▶ _TASK INSTRUCTIONS_
Below are some records. Return exactly the lines from the one with "responses: impl IntoIterator<Item" to the one with "assert_eq!(first, second);", and nothing else.

▶ _SUPPLIED MATERIAL_
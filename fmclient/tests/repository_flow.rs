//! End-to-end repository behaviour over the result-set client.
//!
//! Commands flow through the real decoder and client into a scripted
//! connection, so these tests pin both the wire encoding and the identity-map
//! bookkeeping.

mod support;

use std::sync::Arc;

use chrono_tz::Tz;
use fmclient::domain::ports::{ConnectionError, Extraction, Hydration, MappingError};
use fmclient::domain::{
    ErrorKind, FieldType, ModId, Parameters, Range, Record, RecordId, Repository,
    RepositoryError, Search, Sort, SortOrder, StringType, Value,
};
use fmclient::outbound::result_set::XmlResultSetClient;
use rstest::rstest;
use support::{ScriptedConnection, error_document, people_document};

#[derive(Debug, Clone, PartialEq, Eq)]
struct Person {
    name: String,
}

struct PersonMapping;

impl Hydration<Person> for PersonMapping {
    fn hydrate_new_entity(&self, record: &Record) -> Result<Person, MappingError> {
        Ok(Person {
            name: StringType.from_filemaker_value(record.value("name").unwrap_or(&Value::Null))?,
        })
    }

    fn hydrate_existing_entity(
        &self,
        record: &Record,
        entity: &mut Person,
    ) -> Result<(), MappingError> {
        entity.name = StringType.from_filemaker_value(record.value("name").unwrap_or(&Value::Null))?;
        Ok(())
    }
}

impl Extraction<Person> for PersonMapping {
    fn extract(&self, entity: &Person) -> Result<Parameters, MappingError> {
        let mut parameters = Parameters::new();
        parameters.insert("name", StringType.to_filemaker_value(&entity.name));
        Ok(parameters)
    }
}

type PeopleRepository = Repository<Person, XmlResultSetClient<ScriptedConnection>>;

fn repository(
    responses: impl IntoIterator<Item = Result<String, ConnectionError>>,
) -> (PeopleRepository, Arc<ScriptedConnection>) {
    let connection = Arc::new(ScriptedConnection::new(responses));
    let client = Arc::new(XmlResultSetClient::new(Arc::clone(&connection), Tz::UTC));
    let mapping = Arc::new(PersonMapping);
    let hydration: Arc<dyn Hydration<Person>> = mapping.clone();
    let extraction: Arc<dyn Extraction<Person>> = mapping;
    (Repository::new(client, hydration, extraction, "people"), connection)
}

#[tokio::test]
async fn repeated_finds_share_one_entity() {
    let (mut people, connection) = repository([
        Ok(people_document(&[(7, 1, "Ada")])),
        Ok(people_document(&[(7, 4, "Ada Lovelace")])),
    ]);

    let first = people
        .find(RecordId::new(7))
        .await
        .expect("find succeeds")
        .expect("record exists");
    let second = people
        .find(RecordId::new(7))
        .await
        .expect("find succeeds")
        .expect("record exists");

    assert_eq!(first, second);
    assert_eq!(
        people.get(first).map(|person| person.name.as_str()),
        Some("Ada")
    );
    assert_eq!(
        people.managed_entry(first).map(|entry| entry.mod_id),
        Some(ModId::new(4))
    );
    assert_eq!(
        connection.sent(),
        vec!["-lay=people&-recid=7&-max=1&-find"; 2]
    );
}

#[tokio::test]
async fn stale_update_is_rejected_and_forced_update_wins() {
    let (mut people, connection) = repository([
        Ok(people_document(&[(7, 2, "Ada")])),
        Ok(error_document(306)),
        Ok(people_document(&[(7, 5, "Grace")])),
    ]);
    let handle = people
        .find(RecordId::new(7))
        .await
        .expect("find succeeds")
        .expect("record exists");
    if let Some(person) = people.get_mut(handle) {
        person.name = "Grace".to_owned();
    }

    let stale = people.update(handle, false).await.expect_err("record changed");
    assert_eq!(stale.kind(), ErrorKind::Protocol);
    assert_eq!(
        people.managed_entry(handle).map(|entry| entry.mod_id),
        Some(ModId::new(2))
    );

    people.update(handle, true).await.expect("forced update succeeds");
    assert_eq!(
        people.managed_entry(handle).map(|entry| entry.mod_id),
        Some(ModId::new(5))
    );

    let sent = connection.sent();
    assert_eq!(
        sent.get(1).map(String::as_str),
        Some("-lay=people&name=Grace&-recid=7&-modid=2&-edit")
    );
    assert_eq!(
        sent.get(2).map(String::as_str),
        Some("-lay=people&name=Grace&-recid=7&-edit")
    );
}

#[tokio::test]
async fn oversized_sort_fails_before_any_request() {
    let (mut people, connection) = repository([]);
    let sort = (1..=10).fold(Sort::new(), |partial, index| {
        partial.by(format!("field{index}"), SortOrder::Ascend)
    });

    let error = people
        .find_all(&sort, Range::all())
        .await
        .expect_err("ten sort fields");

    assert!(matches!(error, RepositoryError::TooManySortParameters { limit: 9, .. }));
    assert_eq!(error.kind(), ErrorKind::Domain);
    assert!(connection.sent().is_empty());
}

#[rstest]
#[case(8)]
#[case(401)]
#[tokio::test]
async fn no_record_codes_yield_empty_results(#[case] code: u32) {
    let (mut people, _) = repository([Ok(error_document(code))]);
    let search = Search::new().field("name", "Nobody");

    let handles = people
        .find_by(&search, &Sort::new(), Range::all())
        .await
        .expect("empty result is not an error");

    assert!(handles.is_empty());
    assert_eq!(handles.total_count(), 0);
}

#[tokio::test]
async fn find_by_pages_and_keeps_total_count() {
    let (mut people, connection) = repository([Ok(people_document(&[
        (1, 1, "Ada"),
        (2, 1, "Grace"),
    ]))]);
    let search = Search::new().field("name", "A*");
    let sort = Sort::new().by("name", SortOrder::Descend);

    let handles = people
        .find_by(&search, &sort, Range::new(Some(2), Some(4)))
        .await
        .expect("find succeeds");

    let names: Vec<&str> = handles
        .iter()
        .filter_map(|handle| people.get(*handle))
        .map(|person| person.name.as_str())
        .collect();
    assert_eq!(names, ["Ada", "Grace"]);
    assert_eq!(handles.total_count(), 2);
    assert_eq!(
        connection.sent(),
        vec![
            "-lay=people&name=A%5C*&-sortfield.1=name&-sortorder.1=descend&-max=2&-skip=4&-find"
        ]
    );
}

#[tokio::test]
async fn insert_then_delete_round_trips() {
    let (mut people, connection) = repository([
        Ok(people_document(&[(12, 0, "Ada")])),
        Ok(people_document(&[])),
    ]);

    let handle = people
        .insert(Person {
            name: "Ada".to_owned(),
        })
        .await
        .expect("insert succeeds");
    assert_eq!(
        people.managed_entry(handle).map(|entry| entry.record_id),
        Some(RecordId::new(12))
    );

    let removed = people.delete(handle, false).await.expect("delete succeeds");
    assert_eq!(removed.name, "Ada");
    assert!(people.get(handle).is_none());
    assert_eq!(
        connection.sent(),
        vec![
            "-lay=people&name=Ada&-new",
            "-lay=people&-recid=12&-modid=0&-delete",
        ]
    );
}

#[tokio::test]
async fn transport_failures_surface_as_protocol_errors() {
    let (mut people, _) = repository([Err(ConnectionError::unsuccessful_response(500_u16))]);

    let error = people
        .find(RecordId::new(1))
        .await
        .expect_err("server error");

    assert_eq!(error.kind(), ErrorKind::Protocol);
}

--

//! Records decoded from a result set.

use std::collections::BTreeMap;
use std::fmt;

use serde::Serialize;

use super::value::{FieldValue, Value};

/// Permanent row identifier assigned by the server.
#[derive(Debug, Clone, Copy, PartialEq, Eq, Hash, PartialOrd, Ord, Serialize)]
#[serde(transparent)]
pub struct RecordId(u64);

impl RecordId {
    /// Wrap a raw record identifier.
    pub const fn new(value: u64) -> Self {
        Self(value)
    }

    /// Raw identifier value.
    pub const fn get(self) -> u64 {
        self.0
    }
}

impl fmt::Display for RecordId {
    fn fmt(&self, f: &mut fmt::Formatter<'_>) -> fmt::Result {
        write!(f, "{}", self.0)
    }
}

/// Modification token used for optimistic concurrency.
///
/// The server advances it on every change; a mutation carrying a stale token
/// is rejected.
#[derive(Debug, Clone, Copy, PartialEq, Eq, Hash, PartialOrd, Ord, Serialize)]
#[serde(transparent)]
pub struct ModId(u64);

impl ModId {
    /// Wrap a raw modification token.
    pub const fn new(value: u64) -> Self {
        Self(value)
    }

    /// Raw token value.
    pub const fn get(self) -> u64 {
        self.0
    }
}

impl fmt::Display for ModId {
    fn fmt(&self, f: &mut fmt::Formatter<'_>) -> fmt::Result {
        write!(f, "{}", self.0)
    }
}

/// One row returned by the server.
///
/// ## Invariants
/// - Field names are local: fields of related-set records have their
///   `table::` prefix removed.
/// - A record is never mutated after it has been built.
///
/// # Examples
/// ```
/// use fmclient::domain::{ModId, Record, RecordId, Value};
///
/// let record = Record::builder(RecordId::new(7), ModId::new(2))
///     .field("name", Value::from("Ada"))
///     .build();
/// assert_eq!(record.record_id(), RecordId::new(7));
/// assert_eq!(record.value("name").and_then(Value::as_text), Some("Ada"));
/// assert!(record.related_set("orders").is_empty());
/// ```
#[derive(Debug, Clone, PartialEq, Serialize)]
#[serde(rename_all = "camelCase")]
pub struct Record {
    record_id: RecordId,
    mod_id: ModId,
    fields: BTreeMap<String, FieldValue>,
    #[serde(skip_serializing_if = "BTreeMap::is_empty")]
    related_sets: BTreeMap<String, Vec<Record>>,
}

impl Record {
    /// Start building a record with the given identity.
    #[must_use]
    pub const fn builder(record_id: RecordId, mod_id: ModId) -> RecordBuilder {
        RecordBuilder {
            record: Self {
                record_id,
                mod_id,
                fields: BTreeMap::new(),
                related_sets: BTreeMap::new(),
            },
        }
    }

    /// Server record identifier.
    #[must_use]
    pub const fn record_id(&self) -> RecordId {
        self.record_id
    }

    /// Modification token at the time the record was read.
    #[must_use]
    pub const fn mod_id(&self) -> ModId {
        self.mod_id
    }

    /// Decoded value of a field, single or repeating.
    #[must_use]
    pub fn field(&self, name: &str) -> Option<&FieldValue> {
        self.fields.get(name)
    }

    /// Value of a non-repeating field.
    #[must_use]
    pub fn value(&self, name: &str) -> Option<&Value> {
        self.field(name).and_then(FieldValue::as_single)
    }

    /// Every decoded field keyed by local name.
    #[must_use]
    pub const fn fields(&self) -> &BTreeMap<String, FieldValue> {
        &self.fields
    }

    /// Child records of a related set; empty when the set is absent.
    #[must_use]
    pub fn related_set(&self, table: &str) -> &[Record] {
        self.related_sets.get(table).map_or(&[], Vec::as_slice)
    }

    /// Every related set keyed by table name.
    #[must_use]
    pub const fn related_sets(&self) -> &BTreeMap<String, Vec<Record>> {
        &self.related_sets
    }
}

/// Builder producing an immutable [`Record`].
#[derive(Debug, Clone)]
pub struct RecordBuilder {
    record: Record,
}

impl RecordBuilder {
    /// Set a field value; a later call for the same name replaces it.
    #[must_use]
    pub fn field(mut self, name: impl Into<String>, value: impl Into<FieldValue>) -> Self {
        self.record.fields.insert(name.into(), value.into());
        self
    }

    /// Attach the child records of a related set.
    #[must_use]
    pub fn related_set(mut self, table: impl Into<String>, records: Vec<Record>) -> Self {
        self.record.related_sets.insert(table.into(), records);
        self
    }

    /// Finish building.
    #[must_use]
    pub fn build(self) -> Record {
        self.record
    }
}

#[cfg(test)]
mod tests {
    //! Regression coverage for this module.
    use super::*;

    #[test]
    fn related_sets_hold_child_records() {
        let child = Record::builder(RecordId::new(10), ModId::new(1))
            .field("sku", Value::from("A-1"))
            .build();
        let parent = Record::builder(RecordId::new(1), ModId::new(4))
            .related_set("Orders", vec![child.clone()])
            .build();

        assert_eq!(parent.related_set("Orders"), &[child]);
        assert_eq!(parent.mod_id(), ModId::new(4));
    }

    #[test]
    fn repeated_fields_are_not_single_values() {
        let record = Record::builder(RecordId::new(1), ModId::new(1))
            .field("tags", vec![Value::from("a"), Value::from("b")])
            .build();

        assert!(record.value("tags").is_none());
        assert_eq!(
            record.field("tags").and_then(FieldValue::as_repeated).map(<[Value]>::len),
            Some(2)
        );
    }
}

---

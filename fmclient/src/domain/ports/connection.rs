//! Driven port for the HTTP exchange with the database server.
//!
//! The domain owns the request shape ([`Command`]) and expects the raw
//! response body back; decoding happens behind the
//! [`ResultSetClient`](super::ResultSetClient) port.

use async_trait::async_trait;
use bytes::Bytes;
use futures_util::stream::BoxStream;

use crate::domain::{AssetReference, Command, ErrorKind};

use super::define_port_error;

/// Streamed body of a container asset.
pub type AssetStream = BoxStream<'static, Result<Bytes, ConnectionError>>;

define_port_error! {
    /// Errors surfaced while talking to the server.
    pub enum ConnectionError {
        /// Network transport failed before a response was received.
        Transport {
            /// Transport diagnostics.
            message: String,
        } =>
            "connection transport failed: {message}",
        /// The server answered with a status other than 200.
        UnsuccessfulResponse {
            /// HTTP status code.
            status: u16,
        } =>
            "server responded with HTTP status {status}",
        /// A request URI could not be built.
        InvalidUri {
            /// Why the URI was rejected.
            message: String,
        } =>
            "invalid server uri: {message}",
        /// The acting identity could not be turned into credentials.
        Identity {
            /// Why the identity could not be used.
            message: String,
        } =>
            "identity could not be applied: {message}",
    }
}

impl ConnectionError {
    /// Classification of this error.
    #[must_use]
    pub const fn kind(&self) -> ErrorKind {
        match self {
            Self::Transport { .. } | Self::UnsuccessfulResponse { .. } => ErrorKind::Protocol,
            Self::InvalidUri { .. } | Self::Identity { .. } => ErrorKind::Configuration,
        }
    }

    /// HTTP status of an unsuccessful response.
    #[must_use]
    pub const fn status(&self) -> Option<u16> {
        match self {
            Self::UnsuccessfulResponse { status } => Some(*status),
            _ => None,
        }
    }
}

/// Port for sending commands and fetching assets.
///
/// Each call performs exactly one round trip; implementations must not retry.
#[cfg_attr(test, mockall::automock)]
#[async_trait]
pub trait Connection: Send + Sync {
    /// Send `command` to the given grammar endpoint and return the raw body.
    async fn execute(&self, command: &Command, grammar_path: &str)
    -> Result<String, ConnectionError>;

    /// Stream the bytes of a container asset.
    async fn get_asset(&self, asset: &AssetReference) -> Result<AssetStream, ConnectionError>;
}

▶ _RESULT OF THIS EXERCISE_
    responses: impl IntoIterator<Item = Result<String, ConnectionError>>,
) -> (PeopleRepository, Arc<ScriptedConnection>) {
    let connection = Arc::new(ScriptedConnection::new(responses));
    let client = Arc::new(XmlResultSetClient::new(Arc::clone(&connection), Tz::UTC));
    let mapping = Arc::new(PersonMapping);
    let hydration: Arc<dyn Hydration<Person>> = mapping.clone();
    let extraction: Arc<dyn Extraction<Person>> = mapping;
    (Repository::new(client, hydration, extraction, "people"), connection)
}

#[tokio::test]
async fn repeated_finds_share_one_entity() {
    let (mut people, connection) = repository([
        Ok(people_document(&[(7, 1, "Ada")])),
        Ok(people_document(&[(7, 4, "Ada Lovelace")])),
    ]);

    let first = people
        .find(RecordId::new(7))
        .await
        .expect("find succeeds")
        .expect("record exists");
    let second = people
        .find(RecordId::new(7))
        .await
        .expect("find succeeds")
        .expect("record exists");

    assert_eq!(first, second);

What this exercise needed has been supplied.